Fingerprint, shmingerprint; rumor talks iris scanners on phones


Samsung didn’t get fingerprint scanner technology into the Galaxy Note 3, but from the sound of it, the company was still interested in the idea, and once it worked things out, we’d see it on a future phone – maybe the Galaxy S 5? Well, that’s one theory, but this evening we caught wind of claim that Samsung could deliver something a little different from the biometric authentication shop, giving the GS5 an iris scanner.

For the record, the sourcing of this rumor is pretty shaky, and we don’t have any particular reason to put a lot of faith in it.

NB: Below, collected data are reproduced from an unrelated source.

//! Error types
//!
//! `Error` carries a short fixed diagnostic. The same text is what the user
//! protocol sees in a connection-creation-error notification.

use crate::dns::ResolverError;

/// A Result alias where the Err case is [`Error`].
pub type Result<T> = std::result::Result<T, Error>;

/// Coarse classification of an [`Error`].
#[derive(Debug, Clone, Copy, PartialEq, Eq, Hash)]
pub enum Kind {
    /// Header table or allocation exhaustion
    Resource,
    /// Host name resolution failure
    Resolve,
    /// Socket creation, bind or connect failure
    Connect,
    /// Protocol violation or illegal operation for the current state
    Protocol,
    /// Redirect counter exceeded
    RedirectLimit,
    /// HTTP CONNECT or SOCKS5 negotiation failure
    Proxy,
    /// The connection no longer exists
    Closed,
    /// Invalid engine or vhost configuration
    Config,
    /// Header table write failure
    HeaderTable,
}

/// Header table write failures
#[derive(Debug, Clone, PartialEq, Eq, thiserror::Error)]
pub enum HeaderTableError {
    #[error("header table data area exhausted ({needed} bytes needed, {free} free)")]
    NoSpace { needed: usize, free: usize },
    #[error("no header table attached")]
    NotAttached,
}

/// Engine errors
#[derive(Debug, thiserror::Error)]
pub enum Error {
    #[error("resource: {0}")]
    Resource(&'static str),
    #[error("resolve: {msg}")]
    Resolve {
        msg: &'static str,
        #[source]
        source: Option<ResolverError>,
    },
    #[error("connect: {msg}")]
    Connect {
        msg: &'static str,
        #[source]
        source: Option<std::io::Error>,
    },
    #[error("protocol: {0}")]
    Protocol(&'static str),
    #[error("too many redirects ({0})")]
    RedirectLimit(u8),
    #[error("proxy: {0}")]
    Proxy(&'static str),
    #[error("connection closed")]
    Closed,
    #[error("configuration: {0}")]
    Config(String),
    #[error(transparent)]
    HeaderTable(#[from] HeaderTableError),
}

impl Error {
    /// Create a resource exhaustion error
    #[must_use]
    pub fn resource(msg: &'static str) -> Self {
        Self::Resource(msg)
    }

    /// Create a resolution error without an underlying cause
    #[must_use]
    pub fn resolve(msg: &'static str) -> Self {
        Self::Resolve { msg, source: None }
    }

    /// Create a resolution error wrapping the resolver's failure
    #[must_use]
    pub fn resolve_with(msg: &'static str, source: ResolverError) -> Self {
        Self::Resolve {
            msg,
            source: Some(source),
        }
    }

    /// Create a connect error without an underlying cause
    #[must_use]
    pub fn connect(msg: &'static str) -> Self {
        Self::Connect { msg, source: None }
    }

    /// Create a connect error wrapping an io error
    #[must_use]
    pub fn connect_io(msg: &'static str, source: std::io::Error) -> Self {
        Self::Connect {
            msg,
            source: Some(source),
        }
    }

    /// Create a protocol error
    #[must_use]
    pub fn protocol(msg: &'static str) -> Self {
        Self::Protocol(msg)
    }

    /// Create a proxy negotiation error
    #[must_use]
    pub fn proxy(msg: &'static str) -> Self {
        Self::Proxy(msg)
    }

    /// Create a configuration error
    pub fn config(msg: impl Into<String>) -> Self {
        Self::Config(msg.into())
    }

    /// Coarse classification of this error
    #[must_use]
    pub fn kind(&self) -> Kind {
        match self {
            Self::Resource(_) => Kind::Resource,
            Self::Resolve { .. } => Kind::Resolve,
            Self::Connect { .. } => Kind::Connect,
            Self::Protocol(_) => Kind::Protocol,
            Self::RedirectLimit(_) => Kind::RedirectLimit,
            Self::Proxy(_) => Kind::Proxy,
            Self::Closed => Kind::Closed,
            Self::Config(_) => Kind::Config,
            Self::HeaderTable(_) => Kind::HeaderTable,
        }
    }

    /// Short fixed diagnostic, as delivered with a connection-creation error
    #[must_use]
    pub fn diagnostic(&self) -> &str {
        match self {
            Self::Resource(msg) | Self::Protocol(msg) | Self::Proxy(msg) => msg,
            Self::Resolve { msg, .. } | Self::Connect { msg, .. } => msg,
            Self::RedirectLimit(_) => "too many redirects",
            Self::Closed => "closed",
            Self::Config(msg) => msg,
            Self::HeaderTable(_) => "header table write failed",
        }
    }

    /// Whether the attempt that produced this error is over.
    ///
    /// Header table exhaustion is the only recoverable condition: the
    /// connection waits on the pool instead.
    #[must_use]
    pub fn is_terminal(&self) -> bool {
        !matches!(self, Self::Resource("no header table available"))
    }

    #[must_use]
    pub fn is_redirect_limit(&self) -> bool {
        matches!(self, Self::RedirectLimit(_))
    }

    #[must_use]
    pub fn is_connect(&self) -> bool {
        matches!(self, Self::Connect { .. })
    }

    #[must_use]
    pub fn is_proxy(&self) -> bool {
        matches!(self, Self::Proxy(_))
    }
}

#[cfg(test)]
mod tests {
    use super::*;

    #[test]
    fn diagnostics_are_the_short_strings() {
        assert_eq!(Error::connect("connect failed").diagnostic(), "connect failed");
        assert_eq!(Error::RedirectLimit(3).diagnostic(), "too many redirects");
        assert_eq!(
            Error::from(HeaderTableError::NotAttached).kind(),
            Kind::HeaderTable
        );
    }

    #[test]
    fn header_table_exhaustion_is_recoverable() {
        assert!(!Error::resource("no header table available").is_terminal());
        assert!(Error::resource("OOM").is_terminal());
        assert!(Error::proxy("proxy reply").is_terminal());
    }
}
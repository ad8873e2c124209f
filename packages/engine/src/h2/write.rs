//! Outbound HTTP/2 framing
//!
//! Payload writes on a stream become one frame on the network connection.
//! Protocol packets queued on the network connection always go first.

use super::{FrameType, H2Stream, FLAG_END_HEADERS, FLAG_END_STREAM};
use crate::conn::{ConnId, HttpTx, LrsState, RoleTag};
use crate::error::{Error, Result};
use crate::protocol::FrameHeader;
use crate::role::{WriteKind, WriteProtocol};
use crate::service::Worker;
use crate::telemetry::ConnStats;

/// Frame type and flags chosen for one write
#[derive(Debug, Clone, Copy, PartialEq, Eq)]
pub struct FramePlan {
    pub kind: FrameType,
    pub flags: u8,
    /// The write was promoted to the final body write
    pub promoted_final: bool,
}

impl FramePlan {
    #[must_use]
    pub fn end_stream(&self) -> bool {
        self.flags & FLAG_END_STREAM != 0
    }

    #[must_use]
    pub fn end_headers(&self) -> bool {
        self.flags & FLAG_END_HEADERS != 0
    }
}

/// Decide how a write of `len` bytes is framed, updating the stream's
/// END_STREAM latch and content-length bookkeeping.
///
/// `None` means the write is dropped: nothing is sent and nothing changes.
pub fn plan_frame(
    role: RoleTag,
    state: LrsState,
    h2: &mut H2Stream,
    http: &mut HttpTx,
    len: usize,
    wp: WriteProtocol,
) -> Option<FramePlan> {
    let mut kind = wp.kind;
    let http_kind = matches!(
        kind,
        WriteKind::Http | WriteKind::HttpFinal | WriteKind::HttpHeaders | WriteKind::HttpHeadersContinuation
    );
    let legal_close = state.is_closing() && kind == WriteKind::Close;

    if !role.is_ws() && !http_kind && !legal_close {
        return None;
    }
    if !state.accepts_payload() && !legal_close {
        return None;
    }

    let mut frame = FrameType::Data;
    let mut flags = 0;

    if matches!(kind, WriteKind::HttpHeaders | WriteKind::HttpHeadersContinuation) {
        frame = if kind == WriteKind::HttpHeaders {
            FrameType::Headers
        } else {
            FrameType::Continuation
        };
        if !wp.no_fin {
            flags = FLAG_END_HEADERS;
        }
        if h2.send_end_stream || wp.h2_stream_end {
            flags |= FLAG_END_STREAM;
            h2.send_end_stream = true;
        }
    }

    let mut promoted_final = false;
    if matches!(kind, WriteKind::Http | WriteKind::HttpFinal) && http.tx_content_length > 0 {
        http.tx_content_remain = http.tx_content_remain.saturating_sub(len as u64);
        tracing::debug!(remain = http.tx_content_remain, "tx content");
        if http.tx_content_remain == 0 {
            promoted_final = kind == WriteKind::Http;
            kind = WriteKind::HttpFinal;
        }
    }

    if kind == WriteKind::HttpFinal || wp.h2_stream_end {
        flags |= FLAG_END_STREAM;
        h2.send_end_stream = true;
    }

    Some(FramePlan {
        kind: frame,
        flags,
        promoted_final,
    })
}

/// Stream write framer
pub(crate) fn write_role_protocol(w: &mut Worker, id: ConnId, buf: &[u8], wp: WriteProtocol) -> Result<usize> {
    let conn = w.conn_mut(id).ok_or(Error::Closed)?;
    let Some(plan) = plan_frame(conn.role, conn.state, &mut conn.h2, &mut conn.http, buf.len(), wp) else {
        tracing::info!(conn = %id, state = ?conn.state, kind = ?wp.kind, "binning write");
        return Ok(0);
    };
    if plan.end_stream() {
        tracing::debug!(conn = %id, "setting END_STREAM");
    }

    let header = FrameHeader {
        length: u32::try_from(buf.len()).map_err(|_| Error::protocol("frame too large"))?,
        kind: plan.kind,
        flags: plan.flags,
        stream_id: conn.h2.my_sid,
    };
    let frame = w.encode_frame(&header, buf);
    let nwsi = w.network_id(id);
    w.issue_raw(nwsi, &frame)?;
    Ok(buf.len())
}

/// Send one queued protocol packet on the network connection.
pub(crate) fn pps_send(w: &mut Worker, nwsi: ConnId) -> Result<()> {
    let pps = w
        .conn_mut(nwsi)
        .and_then(|c| c.h2n.as_mut())
        .and_then(|h2n| h2n.pps.pop_front());
    let Some(pps) = pps else {
        return Ok(());
    };
    tracing::debug!(conn = %nwsi, kind = ?pps.kind, "sending pps");
    w.issue_raw(nwsi, &pps.frame)?;
    ConnStats::bump(&w.stats().h2_pps_sent);
    Ok(())
}

#[cfg(test)]
mod tests {
    use super::*;

    fn stream() -> (H2Stream, HttpTx) {
        let h2 = H2Stream {
            my_sid: 1,
            http2_substream: true,
            ..H2Stream::default()
        };
        (h2, HttpTx::default())
    }

    #[test]
    fn content_length_promotes_the_last_write() {
        let (mut h2, mut http) = stream();
        http.set_tx_content_length(10);

        let first = plan_frame(
            RoleTag::H2Server,
            LrsState::Established,
            &mut h2,
            &mut http,
            6,
            WriteKind::Http.into(),
        )
        .expect("established stream accepts http");
        assert!(!first.end_stream());
        assert!(!first.promoted_final);
        assert_eq!(http.tx_content_remain, 4);

        let second = plan_frame(
            RoleTag::H2Server,
            LrsState::Established,
            &mut h2,
            &mut http,
            4,
            WriteKind::Http.into(),
        )
        .expect("established stream accepts http");
        assert!(second.end_stream());
        assert!(second.promoted_final);
        assert_eq!(second.kind, FrameType::Data);
        assert!(h2.send_end_stream);
    }

    #[test]
    fn headers_get_end_headers_unless_more_follow() {
        let (mut h2, mut http) = stream();
        let plan = plan_frame(
            RoleTag::H2Client,
            LrsState::H2WaitingToSendHeaders,
            &mut h2,
            &mut http,
            20,
            WriteProtocol::new(WriteKind::HttpHeaders).no_fin(),
        )
        .expect("headers are accepted");
        assert_eq!(plan.kind, FrameType::Headers);
        assert!(!plan.end_headers());

        let cont = plan_frame(
            RoleTag::H2Client,
            LrsState::H2WaitingToSendHeaders,
            &mut h2,
            &mut http,
            5,
            WriteProtocol::new(WriteKind::HttpHeadersContinuation).stream_end(),
        )
        .expect("continuation is accepted");
        assert_eq!(cont.kind, FrameType::Continuation);
        assert_eq!(cont.flags, FLAG_END_HEADERS | FLAG_END_STREAM);
    }

    #[test]
    fn writes_outside_payload_states_are_dropped() {
        let (mut h2, mut http) = stream();
        assert!(plan_frame(
            RoleTag::H2Client,
            LrsState::WaitingConnect,
            &mut h2,
            &mut http,
            3,
            WriteKind::Http.into(),
        )
        .is_none());
        assert!(plan_frame(
            RoleTag::H2Server,
            LrsState::Established,
            &mut h2,
            &mut http,
            3,
            WriteKind::Text.into(),
        )
        .is_none());
        assert!(!h2.send_end_stream);
    }

    #[test]
    fn close_is_honoured_while_closing() {
        let (mut h2, mut http) = stream();
        let plan = plan_frame(
            RoleTag::Ws2Server,
            LrsState::WaitingToSendClose,
            &mut h2,
            &mut http,
            2,
            WriteKind::Close.into(),
        )
        .expect("close frame is legal while closing");
        assert_eq!(plan.kind, FrameType::Data);
        assert_eq!(plan.flags, 0);
    }
}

That said, the idea of iris scanners on phones in general is pretty intriguing. On first glance, it sounds plausible even, but the more we think about it, the less sense it makes. For one, you’re not only going to need a high-resolution front-facing camera, but one with some decent optics. That not only means expense, but space, and the combination might be too much to ask, especially with front-facers going underused in general.

Our thoughts also flash back to the problems with Samsung’s existing efforts in eye-tracking, and remind us of another big issue: this isn’t going to function too well at all in low-light environments. Even extra illumination might not be a fix – users aren’t going to want to shine a bright light in their eye each time they need to authenticate.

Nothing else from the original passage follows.